[PROVIDED MATERIAL — start]
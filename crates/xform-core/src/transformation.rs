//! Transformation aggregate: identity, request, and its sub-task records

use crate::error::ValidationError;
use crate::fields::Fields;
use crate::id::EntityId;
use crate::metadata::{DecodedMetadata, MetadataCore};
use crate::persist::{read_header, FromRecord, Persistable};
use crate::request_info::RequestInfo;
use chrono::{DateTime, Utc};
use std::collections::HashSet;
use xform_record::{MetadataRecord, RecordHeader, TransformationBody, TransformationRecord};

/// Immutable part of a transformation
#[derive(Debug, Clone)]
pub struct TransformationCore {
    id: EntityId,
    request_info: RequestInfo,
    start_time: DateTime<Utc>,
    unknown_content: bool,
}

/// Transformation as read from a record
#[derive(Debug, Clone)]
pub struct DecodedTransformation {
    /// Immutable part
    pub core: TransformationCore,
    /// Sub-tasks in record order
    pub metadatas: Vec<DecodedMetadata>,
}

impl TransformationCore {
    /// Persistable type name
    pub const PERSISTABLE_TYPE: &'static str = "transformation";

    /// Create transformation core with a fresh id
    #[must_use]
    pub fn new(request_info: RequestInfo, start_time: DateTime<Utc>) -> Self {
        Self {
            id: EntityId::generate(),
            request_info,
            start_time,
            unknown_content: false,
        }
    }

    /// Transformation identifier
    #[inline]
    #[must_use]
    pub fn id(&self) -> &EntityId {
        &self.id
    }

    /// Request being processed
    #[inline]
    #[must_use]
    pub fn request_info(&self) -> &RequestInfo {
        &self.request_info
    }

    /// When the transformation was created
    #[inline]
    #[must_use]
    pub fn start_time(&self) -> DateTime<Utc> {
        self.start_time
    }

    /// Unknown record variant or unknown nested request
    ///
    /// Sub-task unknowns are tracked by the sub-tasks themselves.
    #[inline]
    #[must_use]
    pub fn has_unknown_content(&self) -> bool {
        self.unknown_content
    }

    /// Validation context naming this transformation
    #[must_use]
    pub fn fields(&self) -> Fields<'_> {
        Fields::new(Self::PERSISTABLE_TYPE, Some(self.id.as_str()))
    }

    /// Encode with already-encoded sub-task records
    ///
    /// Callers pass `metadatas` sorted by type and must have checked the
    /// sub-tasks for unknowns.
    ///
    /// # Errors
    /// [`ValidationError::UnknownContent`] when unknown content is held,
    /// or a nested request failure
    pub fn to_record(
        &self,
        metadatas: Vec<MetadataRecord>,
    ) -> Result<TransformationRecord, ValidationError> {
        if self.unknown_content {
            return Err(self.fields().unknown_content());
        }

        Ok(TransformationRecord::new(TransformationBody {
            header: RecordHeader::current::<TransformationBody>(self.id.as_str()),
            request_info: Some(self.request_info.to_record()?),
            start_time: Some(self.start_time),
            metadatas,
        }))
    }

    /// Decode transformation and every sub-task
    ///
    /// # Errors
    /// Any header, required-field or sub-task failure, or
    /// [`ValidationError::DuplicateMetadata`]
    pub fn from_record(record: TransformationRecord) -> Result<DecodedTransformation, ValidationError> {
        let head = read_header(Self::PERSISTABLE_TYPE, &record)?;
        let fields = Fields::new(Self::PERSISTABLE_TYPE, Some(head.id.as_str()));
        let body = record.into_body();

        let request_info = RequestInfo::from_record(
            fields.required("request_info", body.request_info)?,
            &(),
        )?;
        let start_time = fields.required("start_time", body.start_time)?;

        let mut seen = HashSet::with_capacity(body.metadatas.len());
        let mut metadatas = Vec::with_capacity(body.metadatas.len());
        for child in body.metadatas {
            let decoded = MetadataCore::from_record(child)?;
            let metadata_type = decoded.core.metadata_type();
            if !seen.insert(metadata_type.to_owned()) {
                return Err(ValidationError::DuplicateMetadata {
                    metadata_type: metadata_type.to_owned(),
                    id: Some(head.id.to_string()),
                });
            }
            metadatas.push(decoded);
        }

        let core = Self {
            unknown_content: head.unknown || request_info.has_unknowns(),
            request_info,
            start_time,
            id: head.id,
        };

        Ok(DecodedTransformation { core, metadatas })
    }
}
[PROVIDED MATERIAL — finish]
Reproduce the entries above exactly, starting at their first line and finishing with the line that contains "naming this transformation".

SOLUTION FOR THIS TASK:
filename crates/xform-core/src/transformation.rs
//! Transformation aggregate: identity, request, and its sub-task records

use crate::error::ValidationError;
use crate::fields::Fields;
use crate::id::EntityId;
use crate::metadata::{DecodedMetadata, MetadataCore};
use crate::persist::{read_header, FromRecord, Persistable};
use crate::request_info::RequestInfo;
use chrono::{DateTime, Utc};
use std::collections::HashSet;
use xform_record::{MetadataRecord, RecordHeader, TransformationBody, TransformationRecord};

/// Immutable part of a transformation
#[derive(Debug, Clone)]
pub struct TransformationCore {
    id: EntityId,
    request_info: RequestInfo,
    start_time: DateTime<Utc>,
    unknown_content: bool,
}

/// Transformation as read from a record
#[derive(Debug, Clone)]
pub struct DecodedTransformation {
    /// Immutable part
    pub core: TransformationCore,
    /// Sub-tasks in record order
    pub metadatas: Vec<DecodedMetadata>,
}

impl TransformationCore {
    /// Persistable type name
    pub const PERSISTABLE_TYPE: &'static str = "transformation";

    /// Create transformation core with a fresh id
    #[must_use]
    pub fn new(request_info: RequestInfo, start_time: DateTime<Utc>) -> Self {
        Self {
            id: EntityId::generate(),
            request_info,
            start_time,
            unknown_content: false,
        }
    }

    /// Transformation identifier
    #[inline]
    #[must_use]
    pub fn id(&self) -> &EntityId {
        &self.id
    }

    /// Request being processed
    #[inline]
    #[must_use]
    pub fn request_info(&self) -> &RequestInfo {
        &self.request_info
    }

    /// When the transformation was created
    #[inline]
    #[must_use]
    pub fn start_time(&self) -> DateTime<Utc> {
        self.start_time
    }

    /// Unknown record variant or unknown nested request
    ///
    /// Sub-task unknowns are tracked by the sub-tasks themselves.
    #[inline]
    #[must_use]
    pub fn has_unknown_content(&self) -> bool {
        self.unknown_content
    }

    /// Validation context naming this transformation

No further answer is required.